The Word 'Firstfruits' in the New Testament
Turning from this to what may be called its higher application, under the Christian dispensation, we find that the word rendered 'firstfruits' occurs just seven times in the New Testament. These seven passages are: Romans 8:13; Romans 11:16; Romans 16:5; 1 Corinthians 15:20-23; 1 Corinthians 16:15; James 1:18; Revelation 14:4. If we group these texts appropriately, one sentence of explanation may suffice in each case. First, we have (1 Cor 15:20,23), as the commencement of the new harvest, the Lord Jesus Himself, risen from the dead, the 'firstfruits'--the first sheaf waved before the Lord on the second Passover day, just as Christ actually burst the bonds of death at that very time.

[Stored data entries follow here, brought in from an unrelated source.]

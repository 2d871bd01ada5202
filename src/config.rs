//! Physical constants for the sea level calculation
//!
//! The densities and ocean area are conventional values rather than universal
//! constants, so they live in an explicit configuration structure instead of
//! being buried in the computation. The defaults reproduce Goelzer et al.
//! (2020): ice 918, seawater 1028 and freshwater 1000 kg m⁻³, and the
//! Gregory et al. (2019) ocean surface area of 3.625e14 m².

use crate::errors::{SlcError, SlcResult};
use crate::projection::Hemisphere;
use serde::{Deserialize, Serialize};

/// Configuration for the SLC engine.
#[derive(Debug, Clone, Copy, PartialEq, Serialize, Deserialize)]
#[serde(default)]
pub struct SlcConfig {
    /// Density of ice (kg m⁻³)
    pub ice_density: f64,
    /// Density of seawater (kg m⁻³)
    pub ocean_density: f64,
    /// Density of freshwater (kg m⁻³)
    pub freshwater_density: f64,
    /// Surface area of the ocean (m²)
    pub ocean_area: f64,
    /// Hemisphere of the polar stereographic grid
    pub hemisphere: Hemisphere,
}

impl Default for SlcConfig {
    fn default() -> Self {
        Self {
            ice_density: 918.0,
            ocean_density: 1028.0,
            freshwater_density: 1000.0,
            ocean_area: 3.625e14,
            hemisphere: Hemisphere::South,
        }
    }
}

impl SlcConfig {
    /// Parse a configuration from TOML, defaulting any omitted field.
    pub fn from_toml_str(s: &str) -> SlcResult<Self> {
        toml::from_str(s).map_err(|e| SlcError::Error(e.to_string()))
    }
}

Then, in fulfilment of the Pentecostal type of the first loaves, we read of the primal outpouring of the Holy Spirit, dispensed on the day of Pentecost. The presentation of the firstfruits is explained by its application to such instances as Romans 16:5, and 1 Corinthians 16:15 (in the former of which passages the reading should be Asia, and not Achaia), while the character of these firstfruits is shown in James 1:18. The allusion in Romans 11:16 is undoubtedly to the 'first of the dough,' and so explains an otherwise difficult passage. The apostle argues, that if God chose and set apart the fathers--if He took the first of the dough, then the whole lump (the whole people) is in reality sanctified to Him; and therefore God cannot, and 'hath not cast away His people which He foreknew.' Finally, in Revelation 14:4, the scene is transferred to heaven, where we see the full application of this symbol to the Church of the first-born. But to us all, in our labor, in our faith, and in our hope, there remain these words, pointing beyond time and the present dispensation: 'Ourselves also, which have the firstfruits of the Spirit, even we ourselves groan within ourselves, waiting for the adoption, to wit, the redemption of our body' (Rom 8:23).